The US Federal Reserve has purchased around US$315 billion of longer-term US Treasuries as part of its US$400 billion Maturity Extension Program, which is due to be completed by the end of June. The Bank of England has completed the £50 billion expansion of its Asset Purchase Facility, bringing total gilt purchases under the facility to £325 billion. The Bank of Japan (BoJ) also expanded its Asset Purchase Program by a total of ¥15 trillion to ¥70 trillion (US$870 billion). The BoJ has so far purchased around ¥50 trillion of assets under the program, which is due to be completed in June 2013.

Government Financial Policy

The Federal Reserve announced the results of the latest stress tests for large US financial institutions. Of the 19 participating institutions, 15 passed the exercise, indicating that they would meet minimum capital ratios under stressed market conditions. The capital plans, including planned dividend payments and share buybacks, of most institutions were approved. However, a few banks' plans were rejected, including Citigroup. These banks were required to submit new capital plans for approval.

The five largest mortgage servicers in the United States (JPMorgan, Citigroup, Bank of America, Wells Fargo and Ally Financial) reached a US$25 billion settlement with the federal and almost all state governments to address mortgage servicing and foreclosure abuses. The banks will transfer around US$20 billion to mortgage borrowers through principal reductions and other forms of relief, as well as refinance some loans in negative equity. The remainder will be paid to the governments to cover costs resulting from mishandled foreclosures and to help fund programs to aid troubled borrowers. The banks did not receive immunity from further legal action.

The US Government sold approximately US$6 billion of its common equity stake in the insurer AIG. The Government has divested stock when AIG's share price exceeds the price at which it was acquired. The sale reduced the Government's ownership stake from 77 per cent to 70 per cent. AIG has also paid the US Treasury US$8.5 billion to retire preferred shares. The Federal Reserve has completed the sale of the Maiden Lane II portfolio (a special purpose vehicle created to remove mortgage-backed securities from AIG's balance sheet) to private investors, resulting in a US$2.8 billion net profit to the US Government. The Federal Reserve also sold part of its Maiden Lane III collateralised debt obligations portfolio.

Credit Markets

In contrast to sovereign debt markets, conditions in private credit markets have improved consistently over the past few months, bolstered by the significant increase in liquidity provided by the ECB's 3-year lending operations. The cost of borrowing euros in short-term unsecured interbank markets has fallen to the lowest level since August 2011 (Graph 2.9).

The cost of swapping euros into US dollars in the foreign exchange market (relative to the cost of unsecured interbank funding) has continued to fall (Graph 2.10). In addition, US money market funds, which are significant providers of US dollar liquidity, have slightly increased their holdings of euro area bank debt over recent months. These holdings had fallen significantly over the second half of 2011 (Graph 2.11). At the same time, banks' recourse to central bank US dollar liquidity facilities has declined to around US$30 billion, from US$110 billion earlier in the year. In part, these developments have reflected both an easing of credit quality concerns and the fact that demand for US dollars from European banks has declined as they have shed US dollar assets.
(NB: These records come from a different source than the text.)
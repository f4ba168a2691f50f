//! Header-driven decoding of raw delimited text into row mappings.
//!
//! The source tables are plain delimiter-separated text with no quoting or
//! escaping; a delimiter inside a value is indistinguishable from a field
//! boundary, and the decoder makes no attempt to repair that. Rows shorter
//! than the header read as empty strings for the missing trailing columns,
//! rows longer than the header silently drop the extras.

use std::sync::Arc;

/// One decoded data row, resolving column names against the shared header.
#[derive(Debug, Clone)]
pub struct Row {
    headers: Arc<[String]>,
    cells: Vec<String>,
}

impl Row {
    /// The raw cell under `column`, or `""` when the column is absent from
    /// the header or the row is too short to reach it.
    pub fn field(&self, column: &str) -> &str {
        self.headers
            .iter()
            .position(|h| h == column)
            .and_then(|idx| self.cells.get(idx))
            .map(String::as_str)
            .unwrap_or("")
    }
}

/// Decodes `text` into data rows, treating the first non-blank line as the
/// header. Blank lines are discarded and both bare and carriage-return
/// line endings terminate a row. Empty input yields an empty vector, not
/// an error.
pub fn rows(text: &str, delimiter: u8) -> Vec<Row> {
    let text = text.strip_prefix('\u{feff}').unwrap_or(text);
    let mut reader = csv::ReaderBuilder::new()
        .delimiter(delimiter)
        .quoting(false)
        .flexible(true)
        .from_reader(text.as_bytes());

    let headers: Arc<[String]> = match reader.headers() {
        Ok(record) => record.iter().map(|h| h.trim().to_string()).collect(),
        Err(_) => return Vec::new(),
    };
    if headers.is_empty() {
        return Vec::new();
    }

    reader
        .records()
        .filter_map(Result::ok)
        .filter(|record| record.iter().any(|cell| !cell.trim().is_empty()))
        .map(|record| Row {
            headers: Arc::clone(&headers),
            cells: record.iter().map(str::to_string).collect(),
        })
        .collect()
}

#[cfg(test)]
mod tests {
    use super::*;

    fn decode(text: &str) -> Vec<Row> {
        rows(text, b',')
    }

    #[test]
    fn empty_input_yields_no_rows() {
        assert!(decode("").is_empty());
    }

    #[test]
    fn header_only_yields_no_rows() {
        assert!(decode("Crop,Variety\n").is_empty());
    }

    #[test]
    fn blank_lines_are_discarded() {
        let rows = decode("Crop,Variety\n\nTomato,Srijana\n\n\nPotato,\n");
        assert_eq!(rows.len(), 2);
        assert_eq!(rows[0].field("Crop"), "Tomato");
        assert_eq!(rows[1].field("Crop"), "Potato");
    }

    #[test]
    fn carriage_return_line_endings_are_separators() {
        let rows = decode("Crop,Variety\r\nTomato,Srijana\r\nPotato,Local\r\n");
        assert_eq!(rows.len(), 2);
        assert_eq!(rows[1].field("Variety"), "Local");
    }

    #[test]
    fn short_rows_read_missing_columns_as_empty() {
        let rows = decode("Crop,Variety,Remarks\nTomato\n");
        assert_eq!(rows[0].field("Crop"), "Tomato");
        assert_eq!(rows[0].field("Variety"), "");
        assert_eq!(rows[0].field("Remarks"), "");
    }

    #[test]
    fn long_rows_drop_extra_fields() {
        let rows = decode("Crop,Variety\nTomato,Srijana,ignored,also ignored\n");
        assert_eq!(rows[0].field("Crop"), "Tomato");
        assert_eq!(rows[0].field("Variety"), "Srijana");
    }

    #[test]
    fn unknown_column_reads_as_empty() {
        let rows = decode("Crop\nTomato\n");
        assert_eq!(rows[0].field("Nope"), "");
    }

    #[test]
    fn no_quoting_means_quotes_are_literal() {
        let rows = decode("Crop,Remarks\nTomato,\"needs, staking\"\n");
        // The comma inside the quotes is a field boundary like any other.
        assert_eq!(rows[0].field("Remarks"), "\"needs");
    }

    #[test]
    fn byte_order_mark_does_not_corrupt_first_header() {
        let rows = decode("\u{feff}Crop,Variety\nTomato,Srijana\n");
        assert_eq!(rows[0].field("Crop"), "Tomato");
    }
}
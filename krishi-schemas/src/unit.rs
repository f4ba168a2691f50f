use serde::{Deserialize, Serialize};
use std::fmt;

#[derive(Debug, Clone, Copy, PartialEq, Eq, Hash, Serialize, Deserialize)]
#[serde(rename_all = "lowercase")]
pub enum UnitCategory {
    Area,
    Weight,
}

impl UnitCategory {
    pub fn as_str(&self) -> &'static str {
        match self {
            UnitCategory::Area => "area",
            UnitCategory::Weight => "weight",
        }
    }
}

impl fmt::Display for UnitCategory {
    fn fmt(&self, f: &mut fmt::Formatter<'_>) -> fmt::Result {
        f.write_str(self.as_str())
    }
}

/// A measurement unit with its conversion factor to the category base
/// unit (square metres for area, kilograms for weight). Conversion always
/// goes through the base unit, so adding a unit never touches existing
/// entries.
#[derive(Debug, Clone, PartialEq, Serialize, Deserialize)]
pub struct UnitDefinition {
    pub id: String,
    pub symbol: String,
    pub category: UnitCategory,
    pub to_base: f64,
}
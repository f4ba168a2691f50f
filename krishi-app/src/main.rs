use anyhow::{bail, Context, Result};
use krishi_core::Engine;
use krishi_schemas::{
    region::{Region, NEPALI_MONTHS},
    unit::UnitCategory,
};
use std::env;

mod loader;

const USAGE: &str = "\
Usage: krishi-app <data-dir> <command> [args]

Commands:
  crops                               list all known crops
  varieties <crop>                    named varieties of a crop
  month <month> <region>              crops sowable in a month (high/mid/terai)
  search <query>                      free-text search over the crop table
  lookup <crop> [variety]             every record held for a key
  ph <vegetable>                      optimal soil pH for a vegetable
  guide <crop>                        nutrient requirements of a crop
  plan <crop> <ropani>                fertilizer plan for a plot
  yield <crop> <ropani>               expected output for a plot
  convert <value> <from> <to> <area|weight>
  units <area|weight>                 known units of a category";

fn main() -> Result<()> {
    tracing_subscriber::fmt()
        .with_env_filter(
            tracing_subscriber::EnvFilter::try_from_default_env()
                .unwrap_or_else(|_| tracing_subscriber::EnvFilter::new("info")),
        )
        .init();

    let args: Vec<String> = env::args().skip(1).collect();
    let (data_dir, command, rest) = match args.as_slice() {
        [data_dir, command, rest @ ..] => (data_dir, command.as_str(), rest),
        _ => bail!("{USAGE}"),
    };

    let engine = Engine::new();
    let loader = loader::DirLoader::new(data_dir);
    if let Err(err) = engine.initialize(&loader) {
        // Partial data is still answerable; say so and keep going.
        tracing::warn!(error = %err, "continuing with a partial knowledge base");
    }

    run(&engine, command, rest)
}

fn run(engine: &Engine, command: &str, args: &[String]) -> Result<()> {
    match (command, args) {
        ("crops", []) => {
            for crop in engine.list_crops() {
                println!("{crop}");
            }
        }
        ("varieties", [crop]) => {
            for variety in engine.varieties(crop) {
                println!("{variety}");
            }
        }
        ("month", [month, region]) => {
            if !NEPALI_MONTHS.contains(&month.as_str()) {
                // The filter is exact substring containment; an off-vocabulary
                // token almost always means a spelling like "Asoj" vs "Ashwin".
                tracing::warn!(%month, "token is not one of the Nepali month names");
            }
            let region = Region::from_query(region);
            for profile in engine.by_month(month, region) {
                if profile.variety.is_empty() {
                    println!("{}", profile.crop);
                } else {
                    println!("{} - {}", profile.crop, profile.variety);
                }
            }
        }
        ("search", [query]) => {
            let hits = engine.search(query);
            println!("{}", serde_json::to_string_pretty(&hits)?);
        }
        ("lookup", [crop]) => print_lookup(engine, crop, None)?,
        ("lookup", [crop, variety]) => print_lookup(engine, crop, Some(variety.as_str()))?,
        ("ph", [vegetable]) => match engine.lookup_ph(vegetable) {
            Some(record) => println!("{}", serde_json::to_string_pretty(record)?),
            None => bail!("no pH record for '{vegetable}'"),
        },
        ("guide", [crop]) => match engine.nutrient_guide(crop) {
            Some(guide) => println!("{}", serde_json::to_string_pretty(&guide)?),
            None => bail!("crop '{crop}' not found"),
        },
        ("plan", [crop, ropani]) => {
            let land: f64 = ropani
                .parse()
                .with_context(|| format!("'{ropani}' is not a number"))?;
            let plan = engine.fertilizer_plan(crop, land)?;
            println!("{}", serde_json::to_string_pretty(&plan)?);
        }
        ("yield", [crop, ropani]) => {
            let land: f64 = ropani
                .parse()
                .with_context(|| format!("'{ropani}' is not a number"))?;
            println!("{:.0}", engine.estimate_yield(crop, land));
        }
        ("convert", [value, from, to, category]) => {
            let value: f64 = value
                .parse()
                .with_context(|| format!("'{value}' is not a number"))?;
            let category = match category.as_str() {
                "area" => UnitCategory::Area,
                "weight" => UnitCategory::Weight,
                other => bail!("unknown category '{other}', expected area or weight"),
            };
            println!("{}", engine.convert_unit(value, from, to, category)?);
        }
        ("units", [category]) => {
            let category = match category.as_str() {
                "area" => UnitCategory::Area,
                "weight" => UnitCategory::Weight,
                other => bail!("unknown category '{other}', expected area or weight"),
            };
            for def in engine.units().definitions(category) {
                println!("{}\t{}\t{}", def.id, def.symbol, def.to_base);
            }
        }
        _ => bail!("{USAGE}"),
    }
    Ok(())
}

fn print_lookup(engine: &Engine, crop: &str, variety: Option<&str>) -> Result<()> {
    match engine.lookup(crop, variety) {
        Some(result) => println!("{}", serde_json::to_string_pretty(&result)?),
        None => bail!("no records for '{crop}'"),
    }
    Ok(())
}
As sentiment towards euro area banks improved following the ECB's 3-year lending operations, banks re-entered the bond market in order to help finance sizeable maturities in early 2012. Euro area banks have issued US$230 billion of bonds so far this year (Graph 2.12). While this is already more than the amount issued in the second half of 2011, it compares with around US$420 billion in maturing bonds. As noted above, banks made substantial use of the ECB's lending operations to finance maturities.
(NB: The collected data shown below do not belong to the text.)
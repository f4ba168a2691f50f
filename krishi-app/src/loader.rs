use anyhow::{Context, Result};
use krishi_core::SourceLoader;
use krishi_schemas::source::SourceId;
use std::fs;
use std::path::PathBuf;

/// Loads source tables from files in a single directory, one file per
/// source under its conventional name.
pub struct DirLoader {
    root: PathBuf,
}

impl DirLoader {
    pub fn new(root: impl Into<PathBuf>) -> Self {
        Self { root: root.into() }
    }
}

impl SourceLoader for DirLoader {
    fn load_source_text(&self, source: SourceId) -> Result<String> {
        let path = self.root.join(source.file_name());
        fs::read_to_string(&path).with_context(|| format!("failed to read {}", path.display()))
    }
}
use serde::{Deserialize, Serialize};
use std::fmt;

/// The four datasets the engine ingests.
#[derive(Debug, Clone, Copy, PartialEq, Eq, Hash, Serialize, Deserialize)]
#[serde(rename_all = "snake_case")]
pub enum SourceId {
    Crops,
    Requirements,
    Growing,
    Ph,
}

impl SourceId {
    pub const ALL: [SourceId; 4] = [
        SourceId::Crops,
        SourceId::Requirements,
        SourceId::Growing,
        SourceId::Ph,
    ];

    pub fn as_str(&self) -> &'static str {
        match self {
            SourceId::Crops => "crops",
            SourceId::Requirements => "requirements",
            SourceId::Growing => "growing",
            SourceId::Ph => "ph",
        }
    }

    /// Conventional file name used by file-backed loaders.
    pub fn file_name(&self) -> &'static str {
        match self {
            SourceId::Crops => "crops.tsv",
            SourceId::Requirements => "requirements.tsv",
            SourceId::Growing => "growing.tsv",
            SourceId::Ph => "ph.tsv",
        }
    }
}

impl fmt::Display for SourceId {
    fn fmt(&self, f: &mut fmt::Formatter<'_>) -> fmt::Result {
        f.write_str(self.as_str())
    }
}
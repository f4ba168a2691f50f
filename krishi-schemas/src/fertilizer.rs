use serde::{Deserialize, Serialize};

/// Per-unit-area nutrient requirements of a crop, extracted from its
/// profile. All four magnitudes may legitimately be zero; absence of the
/// crop itself is reported separately by the lookup.
#[derive(Debug, Clone, Copy, PartialEq, Serialize, Deserialize)]
pub struct NutrientGuide {
    pub compost: f64,
    pub nitrogen: f64,
    pub phosphorus: f64,
    pub potassium: f64,
}

/// Purchasable product masses covering a crop's nutrient requirements on
/// a given plot.
#[derive(Debug, Clone, Copy, PartialEq, Serialize, Deserialize)]
pub struct FertilizerPlan {
    pub urea: f64,
    pub dap: f64,
    pub mop: f64,
    pub compost: f64,
}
Corporate bond issuance more broadly also picked up in the March quarter in both the United States and the euro area, with US issuance the strongest in three years (Graph 2.13). The increased issuance is consistent with lower US and euro area bond yields across a range of sectors and classes of risk (Graph 2.14).


Equity prices rose strongly in the first few months of the year as market sentiment improved, supported by better-than-expected US data, before declining more recently on renewed European sovereign debt concerns and a winding back of expectations of further monetary policy easing in the United States. Global equity prices have increased by 9 per cent so far this year, after falling by 9 per cent over 2011 (Table 2.2, Graph 2.15). Euro area equity prices have underperformed in 2012, partly because of recent weakness in financial stocks (see below). In contrast, Japanese markets have outperformed over 2012 to date as the yen depreciated, but share prices there have also fallen in recent weeks.

Banking sector share prices have been particularly sensitive to shifts in sentiment, with an initial improvement in 2012 giving way to steep falls more recently (Graph 2.16). Euro area bank share prices rose by around 20 per cent between the end of last year and early February 2012, but have unwound this increase in recent months. Despite recent falls, US bank share prices have outperformed the broader market since the start of the year, partly due to increased confidence in the sector after the Fed announced its latest bank stress test results (see section on ‘Government Financial Policy’). Earnings of large US banks in the March quarter were generally better than the market had expected, with strong trading revenues and an increase in mortgage-related earnings at a number of banks offset by accounting losses on their own debt and derivative positions. Mergers and acquisitions earnings remain notably weak. Large European banks' earnings reported for the March quarter were mixed.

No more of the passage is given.